A high-throughput neutralizing antibody assay for COVID-19 diagnosis and vaccine evaluation
clinical diagnostics
Authors: Muruato et al.
Link to paper: https://doi.org/10.1101/2020.05.21.109546
Journal/ Pre-Print: BioRxiv
Tags: Clinical, Diagnostics
Research Highlights
1. Development of a high-throughput SARS-CoV-2 antibody neutralization assay suitable for rapid functional serodiagnosis
2. Reporter virus assay produces results which are comparable to the plaque reduction neutralization test (PRNT).
Summary
This study describes the development of a high-throughput fluorescent-based neutralizing antibody assay against SARS-CoV-2. 40 sera from RT-PCR confirmed Covid-19 patients and 10 sera from before Covid-19 emergence were used to verify the accuracy of the assay, using serum dilutions to measure NT50 values. NT50 values were found to be comparable to PRNT with the same set of patient specimens. Specificity testing of their assay using sera with possible interfering antigens, or antibodies against different microbes, found no cross reactivity. This included four common cold coronaviruses. The authors also report the neutralization test has a shortened turnaround time by days compared to PRNT.

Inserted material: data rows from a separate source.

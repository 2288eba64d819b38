//! `x/exomint` projector: params and per-epoch mint history.

use exocore_db::Store;
use exocore_source::ExomintSource;
use exocore_types::event_types::exomint as ev;
use exocore_types::exomint::ExomintGenesis;
use exocore_types::{Block, BlockResults, Event, GenesisDoc, MintHistory, Msg, Tx, find_events_by_type};

use crate::error::ModuleError;
use crate::genesis_section;

/// Projector for `x/exomint`.
#[derive(Debug, Clone)]
pub struct ExomintModule<S> {
    store: S,
    source: ExomintSource,
}

impl<S: Store> ExomintModule<S> {
    /// Module name, also the genesis app-state key.
    pub const NAME: &'static str = "exomint";

    /// Build the projector.
    pub const fn new(store: S, source: ExomintSource) -> Self {
        Self { store, source }
    }

    /// Module name.
    pub const fn name(&self) -> &'static str {
        Self::NAME
    }

    /// Save the genesis params at the initial height.
    pub async fn handle_genesis(&self, doc: &GenesisDoc) -> Result<(), ModuleError> {
        tracing::debug!(module = Self::NAME, "Parsing genesis");
        let Some(genesis) = genesis_section::<ExomintGenesis>(doc, Self::NAME)? else {
            return Ok(());
        };
        self.store
            .save_exomint_params(&genesis.params, doc.initial_height)
            .await?;
        tracing::info!(module = Self::NAME, "Genesis loaded");
        Ok(())
    }

    /// Apply begin-block events: one history row per mint.
    pub async fn handle_begin_block(&self, block: &Block, events: &[Event]) -> Result<(), ModuleError> {
        for event in find_events_by_type(events, ev::MINT) {
            let history = MintHistory {
                block_height: block.height,
                quantity_minted: event.int(ev::ATTR_AMOUNT)?,
                epoch_id: event.attribute(ev::ATTR_EPOCH_IDENTIFIER)?.to_owned(),
                epoch_number: event.i64(ev::ATTR_EPOCH_NUMBER)?,
                denom: event.attribute(ev::ATTR_DENOM)?.to_owned(),
            };
            self.store.append_mint_history(&history).await?;
            tracing::debug!(
                height = block.height,
                epoch_id = %history.epoch_id,
                epoch_number = history.epoch_number,
                amount = %history.quantity_minted,
                "Mint recorded"
            );
        }
        Ok(())
    }

    /// Apply a block's events. `x/exomint` tracks nothing from `EndBlock`.
    pub async fn handle_block(&self, block: &Block, results: &BlockResults) -> Result<(), ModuleError> {
        self.handle_begin_block(block, &results.begin_block_events).await
    }

    /// React to a message. A params update is re-read from the chain.
    pub async fn handle_msg(&self, msg: &Msg, tx: &Tx) -> Result<(), ModuleError> {
        if matches!(msg, Msg::ExomintUpdateParams) {
            let params = self.source.get_params(tx.height).await?;
            self.store.save_exomint_params(&params, tx.height).await?;
            tracing::info!(module = Self::NAME, height = tx.height, "Params updated");
        }
        Ok(())
    }
}

#[cfg(test)]
#[allow(clippy::unwrap_used)]
mod tests {
    use super::*;
    use crate::testing::{block, genesis, snapshot, sources, tx};
    use exocore_db::{ExomintStore, MemoryStore};
    use exocore_types::Int;

    fn mint(amount: &str, epoch_number: &str) -> Event {
        Event::new(
            ev::MINT,
            [
                (ev::ATTR_AMOUNT, amount),
                (ev::ATTR_EPOCH_IDENTIFIER, "day"),
                (ev::ATTR_EPOCH_NUMBER, epoch_number),
                (ev::ATTR_DENOM, "hua"),
            ],
        )
    }

    #[tokio::test]
    async fn replayed_mint_overwrites_the_same_epoch() {
        let store = MemoryStore::new();
        let exomint = ExomintModule::new(store.clone(), sources(Vec::new()).exomint);
        let results = BlockResults {
            begin_block_events: vec![mint("100", "3")],
            end_block_events: Vec::new(),
        };
        exomint.handle_block(&block(30), &results).await.unwrap();
        exomint.handle_block(&block(30), &results).await.unwrap();

        let history = store.get_mint_history("day", 3).await.unwrap().unwrap();
        assert_eq!(history.block_height, 30);
        assert_eq!(history.quantity_minted, Int::from(100_u64));
        assert_eq!(history.denom, "hua");
    }

    #[tokio::test]
    async fn non_numeric_epoch_number_is_rejected() {
        let store = MemoryStore::new();
        let results = BlockResults {
            begin_block_events: vec![mint("100", "three")],
            end_block_events: Vec::new(),
        };
        let err = ExomintModule::new(store.clone(), sources(Vec::new()).exomint)
            .handle_block(&block(30), &results)
            .await
            .unwrap_err();
        assert!(matches!(err, ModuleError::Event(_)));
    }

    #[tokio::test]
    async fn params_follow_genesis_then_updates() {
        let store = MemoryStore::new();
        let mut at = snapshot(50);
        at.exomint_params = Some(serde_json::json!({ "mint_denom": "hua", "epoch_reward": "5" }));
        let exomint = ExomintModule::new(store.clone(), sources(vec![at]).exomint);

        let doc = genesis(serde_json::json!({
            "exomint": { "params": { "mint_denom": "hua", "epoch_reward": "1" } }
        }));
        exomint.handle_genesis(&doc).await.unwrap();
        let (params, height) = store.get_exomint_params().await.unwrap().unwrap();
        assert_eq!(params["epoch_reward"], "1");
        assert_eq!(height, 1);

        let update = tx(50, Vec::new());
        exomint
            .handle_msg(&Msg::ExomintUpdateParams, &update)
            .await
            .unwrap();
        let (params, height) = store.get_exomint_params().await.unwrap().unwrap();
        assert_eq!(params["epoch_reward"], "5");
        assert_eq!(height, 50);
    }
}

Impact for SARS-CoV2/COVID19 research efforts
Develop diagnostic tools for SARS-CoV2/COVID19
Other: Neutralizing antibody detection/activity against SARS-CoV-2/COVID19
Study Type
· In vitro study
Strengths and limitations of the paper
Novelty: Development of a novel high-throughput antibody neutralization assay for SARS-CoV-2 serodiagnosis
Standing in the field: Literature supports claims made in the paper
Appropriate statistics: Statistics were appropriate, would have been nice to have some calculated errors for the NT50 values
Viral model used: Sera of COVID-19 confirmed patients, assay uses mNeonGreen SARS-CoV-2 (ORF7 of viral genome replaced with mNeonGreen gene)
Translatability:
● Assay has the potential to be used in the clinic as a rapid means of assessing the presence of neutralizing antibodies, which is important for diagnostics and vaccine development.
● By measuring functional SARS-CoV-2 neutralizing activity in the samples the assay may offer an advantage over conventional ELISA assay.
Main limitations:
● Would have been good to have seen more of the dose-response plots from their data.
● More specimens needed to show there is low cross reactivity of the assay (only 1 to 14 samples per type of interfering sera). Would have been good to also have included specimens from SARS-CoV-1 and MERS-CoV infections.
● Would have been interesting if the NT50 values from Covid-19 patient sera had been correlated to the patient disease progression/severity.
● Unclear whether it is better than a SARS-CoV-2 S-pseudovirus assay that is also fast turnaround and can be used in containment level-2.